[[ GIVEN INFORMATION, beginning ]]
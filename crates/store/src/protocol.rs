// SPDX-License-Identifier: BUSL-1.1
// Copyright (c) 2026 Alfred Jean LLC

//! Wire protocol between [`RemoteStore`](crate::RemoteStore) and
//! [`StoreServer`](crate::StoreServer)
//!
//! Wire format: 4-byte length prefix (big-endian) + JSON payload

use std::time::Duration;

use async_trait::async_trait;
use serde::de::DeserializeOwned;
use serde::{Deserialize, Serialize};
use thiserror::Error;
use tokio::io::{AsyncRead, AsyncReadExt, AsyncWrite, AsyncWriteExt};

use crate::auth::{AuthError, MessageChannel};
use crate::command::{Command, Reply};
use crate::error::Failure;

/// Protocol version exchanged in the hello
pub const PROTOCOL_VERSION: &str = "1";

/// Default per-message timeout
pub const DEFAULT_TIMEOUT: Duration = Duration::from_secs(5);

/// Upper bound on a single frame
pub const MAX_MESSAGE_LEN: usize = 64 * 1024 * 1024;

/// Request from a client
#[derive(Debug, Clone, PartialEq, Eq, Serialize, Deserialize)]
#[serde(tag = "type")]
pub enum Request {
    Hello { version: String },
    Execute { command: Command },
}

/// Response from the server
#[derive(Debug, Clone, PartialEq, Eq, Serialize, Deserialize)]
#[serde(tag = "type")]
pub enum Response {
    Hello { version: String },
    Reply { reply: Reply },
    Failed { failure: Failure },
}

#[derive(Debug, Error)]
pub enum ProtocolError {
    #[error("connection closed")]
    ConnectionClosed,
    #[error("timed out")]
    Timeout,
    #[error("message of {size} bytes exceeds limit of {max}")]
    MessageTooLarge { size: usize, max: usize },
    #[error("protocol version mismatch: ours {ours}, theirs {theirs}")]
    VersionMismatch { ours: String, theirs: String },
    #[error("unexpected response: {0}")]
    Unexpected(String),
    #[error("json error: {0}")]
    Json(#[from] serde_json::Error),
    #[error("io error: {0}")]
    Io(#[from] std::io::Error),
}

/// Serialize a message to JSON (no length prefix)
pub fn encode<T: Serialize>(message: &T) -> Result<Vec<u8>, ProtocolError> {
    Ok(serde_json::to_vec(message)?)
}

pub fn decode<T: DeserializeOwned>(data: &[u8]) -> Result<T, ProtocolError> {
    Ok(serde_json::from_slice(data)?)
}

/// Read one length-prefixed frame of at most `max_len` bytes
pub async fn read_message_limited<R: AsyncRead + Unpin>(
    reader: &mut R,
    max_len: usize,
) -> Result<Vec<u8>, ProtocolError> {
    let mut len_buf = [0u8; 4];
    if let Err(e) = reader.read_exact(&mut len_buf).await {
        return Err(match e.kind() {
            std::io::ErrorKind::UnexpectedEof => ProtocolError::ConnectionClosed,
            _ => ProtocolError::Io(e),
        });
    }

    let size = u32::from_be_bytes(len_buf) as usize;
    if size > max_len {
        return Err(ProtocolError::MessageTooLarge { size, max: max_len });
    }

    let mut data = vec![0u8; size];
    reader.read_exact(&mut data).await.map_err(|e| match e.kind() {
        std::io::ErrorKind::UnexpectedEof => ProtocolError::ConnectionClosed,
        _ => ProtocolError::Io(e),
    })?;
    Ok(data)
}

pub async fn read_message<R: AsyncRead + Unpin>(reader: &mut R) -> Result<Vec<u8>, ProtocolError> {
    read_message_limited(reader, MAX_MESSAGE_LEN).await
}

/// Write one frame with its length prefix
pub async fn write_message<W: AsyncWrite + Unpin>(
    writer: &mut W,
    data: &[u8],
) -> Result<(), ProtocolError> {
    let size = u32::try_from(data.len()).map_err(|_| ProtocolError::MessageTooLarge {
        size: data.len(),
        max: MAX_MESSAGE_LEN,
    })?;
    writer.write_all(&size.to_be_bytes()).await?;
    writer.write_all(data).await?;
    writer.flush().await?;
    Ok(())
}

async fn read_with_timeout<R, T>(reader: &mut R, timeout: Duration) -> Result<T, ProtocolError>
where
    R: AsyncRead + Unpin,
    T: DeserializeOwned,
{
    let data = tokio::time::timeout(timeout, read_message(reader))
        .await
        .map_err(|_| ProtocolError::Timeout)??;
    decode(&data)
}

async fn write_with_timeout<W, T>(
    writer: &mut W,
    message: &T,
    timeout: Duration,
) -> Result<(), ProtocolError>
where
    W: AsyncWrite + Unpin,
    T: Serialize,
{
    let data = encode(message)?;
    tokio::time::timeout(timeout, write_message(writer, &data))
        .await
        .map_err(|_| ProtocolError::Timeout)?
}

pub async fn read_request<R: AsyncRead + Unpin>(
    reader: &mut R,
    timeout: Duration,
) -> Result<Request, ProtocolError> {
    read_with_timeout(reader, timeout).await
}

pub async fn write_request<W: AsyncWrite + Unpin>(
    writer: &mut W,
    request: &Request,
    timeout: Duration,
) -> Result<(), ProtocolError> {
    write_with_timeout(writer, request, timeout).await
}

pub async fn read_response<R: AsyncRead + Unpin>(
    reader: &mut R,
    timeout: Duration,
) -> Result<Response, ProtocolError> {
    read_with_timeout(reader, timeout).await
}

pub async fn write_response<W: AsyncWrite + Unpin>(
    writer: &mut W,
    response: &Response,
    timeout: Duration,
) -> Result<(), ProtocolError> {
    write_with_timeout(writer, response, timeout).await
}

/// Framed byte stream usable for the authentication handshake
pub struct StreamChannel<'a, S> {
    stream: &'a mut S,
    timeout: Duration,
}

impl<'a, S> StreamChannel<'a, S> {
    pub fn new(stream: &'a mut S, timeout: Duration) -> Self {
        Self { stream, timeout }
    }
}

fn channel_error(e: ProtocolError) -> AuthError {
    match e {
        ProtocolError::MessageTooLarge { size, max } => AuthError::MessageTooLong { size, max },
        other => AuthError::Channel(other.to_string()),
    }
}

#[async_trait]
impl<S> MessageChannel for StreamChannel<'_, S>
where
    S: AsyncRead + AsyncWrite + Unpin + Send,
{
    async fn send_message(&mut self, data: &[u8]) -> Result<(), AuthError> {
        tokio::time::timeout(self.timeout, write_message(&mut *self.stream, data))
            .await
            .map_err(|_| channel_error(ProtocolError::Timeout))?
            .map_err(channel_error)
    }

    async fn recv_message(&mut self, max_len: usize) -> Result<Vec<u8>, AuthError> {
        tokio::time::timeout(self.timeout, read_message_limited(&mut *self.stream, max_len))
            .await
            .map_err(|_| channel_error(ProtocolError::Timeout))?
            .map_err(channel_error)
    }
}

#[cfg(test)]
#[path = "protocol_tests.rs"]
mod tests;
[[ GIVEN INFORMATION, end ]]
> PROBLEM DETAILS:
Every line above should be reproduced precisely.

> ANSWER BOX:
filename crates/store/src/protocol.rs
// SPDX-License-Identifier: BUSL-1.1
// Copyright (c) 2026 Alfred Jean LLC

//! Wire protocol between [`RemoteStore`](crate::RemoteStore) and
//! [`StoreServer`](crate::StoreServer)
//!
//! Wire format: 4-byte length prefix (big-endian) + JSON payload

use std::time::Duration;

use async_trait::async_trait;
use serde::de::DeserializeOwned;
use serde::{Deserialize, Serialize};
use thiserror::Error;
use tokio::io::{AsyncRead, AsyncReadExt, AsyncWrite, AsyncWriteExt};

use crate::auth::{AuthError, MessageChannel};
use crate::command::{Command, Reply};
use crate::error::Failure;

/// Protocol version exchanged in the hello
pub const PROTOCOL_VERSION: &str = "1";

/// Default per-message timeout
pub const DEFAULT_TIMEOUT: Duration = Duration::from_secs(5);

/// Upper bound on a single frame
pub const MAX_MESSAGE_LEN: usize = 64 * 1024 * 1024;

/// Request from a client
#[derive(Debug, Clone, PartialEq, Eq, Serialize, Deserialize)]
#[serde(tag = "type")]
pub enum Request {
    Hello { version: String },
    Execute { command: Command },
}

/// Response from the server
#[derive(Debug, Clone, PartialEq, Eq, Serialize, Deserialize)]
#[serde(tag = "type")]
pub enum Response {
    Hello { version: String },
    Reply { reply: Reply },
    Failed { failure: Failure },
}

#[derive(Debug, Error)]
pub enum ProtocolError {
    #[error("connection closed")]
    ConnectionClosed,
    #[error("timed out")]
    Timeout,
    #[error("message of {size} bytes exceeds limit of {max}")]
    MessageTooLarge { size: usize, max: usize },
    #[error("protocol version mismatch: ours {ours}, theirs {theirs}")]
    VersionMismatch { ours: String, theirs: String },
    #[error("unexpected response: {0}")]
    Unexpected(String),
    #[error("json error: {0}")]
    Json(#[from] serde_json::Error),
    #[error("io error: {0}")]
    Io(#[from] std::io::Error),
}

/// Serialize a message to JSON (no length prefix)
pub fn encode<T: Serialize>(message: &T) -> Result<Vec<u8>, ProtocolError> {
    Ok(serde_json::to_vec(message)?)
}

pub fn decode<T: DeserializeOwned>(data: &[u8]) -> Result<T, ProtocolError> {
    Ok(serde_json::from_slice(data)?)
}

/// Read one length-prefixed frame of at most `max_len` bytes
pub async fn read_message_limited<R: AsyncRead + Unpin>(
    reader: &mut R,
    max_len: usize,
) -> Result<Vec<u8>, ProtocolError> {
    let mut len_buf = [0u8; 4];
    if let Err(e) = reader.read_exact(&mut len_buf).await {
        return Err(match e.kind() {
            std::io::ErrorKind::UnexpectedEof => ProtocolError::ConnectionClosed,
            _ => ProtocolError::Io(e),
        });
    }

    let size = u32::from_be_bytes(len_buf) as usize;
    if size > max_len {
        return Err(ProtocolError::MessageTooLarge { size, max: max_len });
    }

    let mut data = vec![0u8; size];
    reader.read_exact(&mut data).await.map_err(|e| match e.kind() {
        std::io::ErrorKind::UnexpectedEof => ProtocolError::ConnectionClosed,
        _ => ProtocolError::Io(e),
    })?;
    Ok(data)
}

pub async fn read_message<R: AsyncRead + Unpin>(reader: &mut R) -> Result<Vec<u8>, ProtocolError> {
    read_message_limited(reader, MAX_MESSAGE_LEN).await
}

/// Write one frame with its length prefix
pub async fn write_message<W: AsyncWrite + Unpin>(
    writer: &mut W,
    data: &[u8],
) -> Result<(), ProtocolError> {
    let size = u32::try_from(data.len()).map_err(|_| ProtocolError::MessageTooLarge {
        size: data.len(),
        max: MAX_MESSAGE_LEN,
    })?;
    writer.write_all(&size.to_be_bytes()).await?;
    writer.write_all(data).await?;
    writer.flush().await?;
    Ok(())
}

async fn read_with_timeout<R, T>(reader: &mut R, timeout: Duration) -> Result<T, ProtocolError>
where
    R: AsyncRead + Unpin,
    T: DeserializeOwned,
{
    let data = tokio::time::timeout(timeout, read_message(reader))
        .await
        .map_err(|_| ProtocolError::Timeout)??;
    decode(&data)
}

async fn write_with_timeout<W, T>(
    writer: &mut W,
    message: &T,
    timeout: Duration,
) -> Result<(), ProtocolError>
where
    W: AsyncWrite + Unpin,
    T: Serialize,
{
    let data = encode(message)?;
    tokio::time::timeout(timeout, write_message(writer, &data))
        .await
        .map_err(|_| ProtocolError::Timeout)?
}

pub async fn read_request<R: AsyncRead + Unpin>(
    reader: &mut R,
    timeout: Duration,
) -> Result<Request, ProtocolError> {
    read_with_timeout(reader, timeout).await
}

pub async fn write_request<W: AsyncWrite + Unpin>(
    writer: &mut W,
    request: &Request,
    timeout: Duration,
) -> Result<(), ProtocolError> {
    write_with_timeout(writer, request, timeout).await
}

pub async fn read_response<R: AsyncRead + Unpin>(
    reader: &mut R,
    timeout: Duration,
) -> Result<Response, ProtocolError> {
    read_with_timeout(reader, timeout).await
}

pub async fn write_response<W: AsyncWrite + Unpin>(
    writer: &mut W,
    response: &Response,
    timeout: Duration,
) -> Result<(), ProtocolError> {
    write_with_timeout(writer, response, timeout).await
}

/// Framed byte stream usable for the authentication handshake
pub struct StreamChannel<'a, S> {
    stream: &'a mut S,
    timeout: Duration,
}

impl<'a, S> StreamChannel<'a, S> {
    pub fn new(stream: &'a mut S, timeout: Duration) -> Self {
        Self { stream, timeout }
    }
}

fn channel_error(e: ProtocolError) -> AuthError {
    match e {
        ProtocolError::MessageTooLarge { size, max } => AuthError::MessageTooLong { size, max },
        other => AuthError::Channel(other.to_string()),
    }
}

#[async_trait]
impl<S> MessageChannel for StreamChannel<'_, S>
where
    S: AsyncRead + AsyncWrite + Unpin + Send,
{
    async fn send_message(&mut self, data: &[u8]) -> Result<(), AuthError> {
        tokio::time::timeout(self.timeout, write_message(&mut *self.stream, data))
            .await
            .map_err(|_| channel_error(ProtocolError::Timeout))?
            .map_err(channel_error)
    }

    async fn recv_message(&mut self, max_len: usize) -> Result<Vec<u8>, AuthError> {
        tokio::time::timeout(self.timeout, read_message_limited(&mut *self.stream, max_len))
            .await
            .map_err(|_| channel_error(ProtocolError::Timeout))?
            .map_err(channel_error)
    }
}

#[cfg(test)]
#[path = "protocol_tests.rs"]
mod tests;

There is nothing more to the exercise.